ENGLEWOOD, Colo.--(BUSINESS WIRE)--Liberty Media Acquisition Corporation (“LMAC”) (Nasdaq: LMACU), a newly formed special purpose acquisition company, today announced the closing of its initial public offering of 57,500,000 units, including 7,500,000 units sold pursuant to the full exercise of the underwriters’ over-allotment option, at a price of $10.00 per unit. The units began trading on the Nasdaq Stock Exchange (“Nasdaq”) under the ticker symbol “LMACU” on January 22, 2021. Each unit consists of one share of Series A common stock and one-fifth of one redeemable warrant. Each whole warrant may be exercised for one share of Series A common stock at a price of $11.50 per share following the later of 30 days after the completion of LMAC's initial business combination and 12 months from the closing of LMAC's initial public offering. Only whole warrants are exercisable. Once the securities comprising the units begin separate trading, the shares of Series A common stock and warrants are expected to be listed on the Nasdaq under the symbols “LMACA” and “LMACW,” respectively.
LMAC intends to search for a target in the media, digital media, music, entertainment, communications, telecommunications and technology industries. LMAC's management team is led by Greg Maffei and includes other members of Liberty Media Corporation’s ("Liberty") current management team. Liberty operates and owns interests in a broad range of media, communications and entertainment businesses. LMAC's sponsor is a wholly-owned subsidiary of Liberty and holds a 20% interest in LMAC. Liberty’s ownership interest in LMAC is attributed to the Formula One Group tracking stock.
Citigroup, Morgan Stanley, Credit Suisse and Goldman Sachs & Co. LLC acted as joint book-running managers for the offering. Copies of the prospectus related to the initial offering by LMAC may be obtained for free by visiting Edgar on the website of the Securities and Exchange Commission (“SEC”) at www.sec.gov or from Citigroup Global Markets Inc., c/o Broadridge Financial Solutions, 1155 Long Island Avenue, Edgewood, NY 11717, by telephone at (800) 831-9146, Morgan Stanley & Co. LLC, Attn: Prospectus Department, 180 Varick Street, Second Floor, New York, NY 10014, Credit Suisse Securities (USA) LLC, Attn: Prospectus Department, 6933 Louis Stephens Drive, Morrisville, North Carolina 27560, Telephone: 1-800-221-1037, Email: usa.prospectus@credit-suisse.com or Goldman, Sachs & Co. LLC, 200 West Street, New York, New York 10282, Attention: Prospectus Department, by calling (866) 471-2526 or by emailing prospectus-ny@ny.email.gs.com.
A registration statement on Form S-1 relating to the securities of LMAC has been filed with, and declared effective by, the SEC. This press release shall not constitute an offer to sell or the solicitation of an offer to buy, nor shall there be any sale of these securities in any state or jurisdiction in which such offer, solicitation, or sale would be unlawful prior to registration or qualification under the securities laws of any such state or jurisdiction.

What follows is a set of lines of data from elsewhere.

//! WASM bindings for quoridor-core
//!
//! Provides a JavaScript-friendly API for the rules engine. Players are the
//! numbers 1 and 2, orientations the strings "v" and "h".

use wasm_bindgen::prelude::*;

use crate::{Action, Coord, Game, Orientation, Player, Rules};

/// WASM-friendly wrapper around Game
#[wasm_bindgen]
pub struct WasmGame {
    inner: Game,
}

fn player_from_js(player: u8) -> Option<Player> {
    Player::from_bits(player)
}

fn orientation_from_js(orientation: &str) -> Option<Orientation> {
    match orientation {
        "v" | "V" | "vertical" => Some(Orientation::Vertical),
        "h" | "H" | "horizontal" => Some(Orientation::Horizontal),
        _ => None,
    }
}

fn to_js<T: serde::Serialize>(value: &T) -> JsValue {
    serde_wasm_bindgen::to_value(value).unwrap_or(JsValue::NULL)
}

#[wasm_bindgen]
impl WasmGame {
    /// Start a game under the default rules
    #[wasm_bindgen(constructor)]
    pub fn new() -> WasmGame {
        WasmGame { inner: Game::new() }
    }

    /// Start a game with strict jumps and the path check enabled
    #[wasm_bindgen(js_name = standard)]
    pub fn standard() -> WasmGame {
        WasmGame { inner: Game::with_rules(Rules::standard()) }
    }

    /// Player to move (1 or 2)
    pub fn turn(&self) -> u8 {
        self.inner.turn() as u8
    }

    /// Winner: 0 (none), 1 or 2
    pub fn winner(&self) -> u8 {
        self.inner.winner().map_or(0, |p| p as u8)
    }

    /// Pawn position as [x, y]
    pub fn position(&self, player: u8) -> Vec<i32> {
        match player_from_js(player) {
            Some(p) => {
                let c = self.inner.position(p);
                vec![c.x, c.y]
            }
            None => vec![],
        }
    }

    #[wasm_bindgen(js_name = fencesLeft)]
    pub fn fences_left(&self, player: u8) -> u8 {
        player_from_js(player).map_or(0, |p| self.inner.fences_left(p))
    }

    /// Vertical fence anchors as [{x, y}, ...]
    #[wasm_bindgen(js_name = verticalFences)]
    pub fn vertical_fences(&self) -> JsValue {
        to_js(&self.inner.vertical_fences())
    }

    /// Horizontal fence anchors as [{x, y}, ...]
    #[wasm_bindgen(js_name = horizontalFences)]
    pub fn horizontal_fences(&self) -> JsValue {
        to_js(&self.inner.horizontal_fences())
    }

    /// Open neighbors of a cell as [{x, y}, ...]. Null for off-board cells.
    pub fn neighbors(&self, x: i32, y: i32) -> JsValue {
        match self.inner.cell(Coord::new(x, y)) {
            Ok(cell) => to_js(&cell.neighbors()),
            Err(_) => JsValue::NULL,
        }
    }

    /// Destinations for the side to move as [{x, y}, ...]
    #[wasm_bindgen(js_name = legalMoves)]
    pub fn legal_moves(&self) -> JsValue {
        to_js(&self.inner.legal_pawn_moves())
    }

    /// Move a pawn. Returns true if successful.
    /// Missing coordinates are rejected like off-board ones.
    #[wasm_bindgen(js_name = movePawn)]
    pub fn move_pawn(&mut self, player: u8, x: Option<i32>, y: Option<i32>) -> bool {
        let (Some(player), Some(x), Some(y)) = (player_from_js(player), x, y) else {
            return false;
        };
        self.inner.move_pawn(player, Coord::new(x, y))
    }

    /// Place a fence. Returns true if successful.
    #[wasm_bindgen(js_name = placeFence)]
    pub fn place_fence(&mut self, player: u8, orientation: &str, x: Option<i32>, y: Option<i32>) -> bool {
        let (Some(player), Some(orientation), Some(x), Some(y)) =
            (player_from_js(player), orientation_from_js(orientation), x, y)
        else {
            return false;
        };
        self.inner.place_fence(player, orientation, Coord::new(x, y))
    }

    /// Play one action in notation, e.g. "(4,1)" or "V(3,3)", for the side to move.
    /// Returns an error message, or undefined on success.
    pub fn play(&mut self, notation: &str) -> Option<String> {
        let action: Action = match notation.parse() {
            Ok(a) => a,
            Err(e) => return Some(e.to_string()),
        };
        let player = self.inner.turn();
        self.inner.apply(player, action).err().map(|e| e.to_string())
    }

    /// Clone the game
    #[wasm_bindgen(js_name = clone)]
    pub fn clone_game(&self) -> WasmGame {
        WasmGame { inner: self.inner.clone() }
    }
}

impl Default for WasmGame {
    fn default() -> Self {
        Self::new()
    }
}
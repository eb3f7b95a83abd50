//! Text notation for actions.
//!
//! ```text
//! (4,1)    pawn move to x=4, y=1
//! V(3,3)   vertical fence anchored at (3,3)
//! H(5,2)   horizontal fence anchored at (5,2)
//! ```
//!
//! A game record is the notations joined by spaces, in play order.

use std::fmt;
use std::str::FromStr;

use thiserror::Error;

use crate::{Action, Coord, Orientation};

#[derive(Debug, Clone, PartialEq, Eq, Error)]
pub enum NotationError {
    #[error("empty notation")]
    Empty,
    #[error("unknown prefix {0:?}, expected V, H or a coordinate")]
    UnknownPrefix(char),
    #[error("expected (x,y), got {0:?}")]
    BadCoord(String),
    #[error("invalid number {0:?}")]
    BadNumber(String),
}

fn parse_coord(s: &str) -> Result<Coord, NotationError> {
    let inner = s
        .trim()
        .strip_prefix('(')
        .and_then(|rest| rest.strip_suffix(')'))
        .ok_or_else(|| NotationError::BadCoord(s.to_string()))?;

    let parts: Vec<&str> = inner.split(',').collect();
    let [x, y] = parts.as_slice() else {
        return Err(NotationError::BadCoord(s.to_string()));
    };
    let number = |part: &str| {
        part.trim()
            .parse::<i32>()
            .map_err(|_| NotationError::BadNumber(part.trim().to_string()))
    };
    Ok(Coord::new(number(*x)?, number(*y)?))
}

impl FromStr for Action {
    type Err = NotationError;

    fn from_str(s: &str) -> Result<Self, Self::Err> {
        let s = s.trim();
        let first = s.chars().next().ok_or(NotationError::Empty)?;
        let orientation = match first.to_ascii_uppercase() {
            '(' => return Ok(Action::Move { to: parse_coord(s)? }),
            'V' => Orientation::Vertical,
            'H' => Orientation::Horizontal,
            other => return Err(NotationError::UnknownPrefix(other)),
        };
        Ok(Action::Fence {
            orientation,
            anchor: parse_coord(&s[1..])?,
        })
    }
}

impl fmt::Display for Action {
    fn fmt(&self, f: &mut fmt::Formatter<'_>) -> fmt::Result {
        match self {
            Action::Move { to } => write!(f, "{}", to),
            Action::Fence { orientation: Orientation::Vertical, anchor } => write!(f, "V{}", anchor),
            Action::Fence { orientation: Orientation::Horizontal, anchor } => write!(f, "H{}", anchor),
        }
    }
}

/// Parse a space-separated game record.
pub fn parse_record(record: &str) -> Result<Vec<Action>, NotationError> {
    record.split_whitespace().map(str::parse).collect()
}

pub fn format_record(actions: &[Action]) -> String {
    actions
        .iter()
        .map(ToString::to_string)
        .collect::<Vec<_>>()
        .join(" ")
}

Forward-Looking Statements
This press release includes certain forward-looking statements within the meaning of the Private Securities Litigation Reform Act of 1995, including statements relating to the use of proceeds from LMAC's initial public offering and the listing on Nasdaq of the shares and warrants underlying the units. These forward-looking statements involve many risks and uncertainties that could cause actual results to differ materially from those expressed or implied by such statements, including, without limitation, general market conditions. These forward-looking statements speak only as of the date of this press release, and LMAC expressly disclaims any obligation or undertaking to disseminate any updates or revisions to any forward-looking statement contained herein to reflect any change in the expectations of LMAC with regard thereto or any change in events, conditions or circumstances on which any such statement is based. Forward-looking statements are subject to numerous conditions, many of which are beyond the control of LMAC, including those set forth in the Risk Factors section of the prospectus related to LMAC’s initial public offering.
About Liberty Media Acquisition Corporation
Liberty Media Acquisition Corporation (“LMAC”) is a newly incorporated blank check company formed for the purpose of effecting a merger, capital stock exchange, asset acquisition, stock purchase, reorganization or similar business combination with one or more businesses. LMAC intends to search for a target in the media, digital media, music, entertainment, communications, telecommunications and technology industries. The sponsor of LMAC, a wholly-owned subsidiary of Liberty Media Corporation, holds a 20% interest in LMAC that is attributed to the Formula One Group tracking stock (Nasdaq: FWONA, FWONK).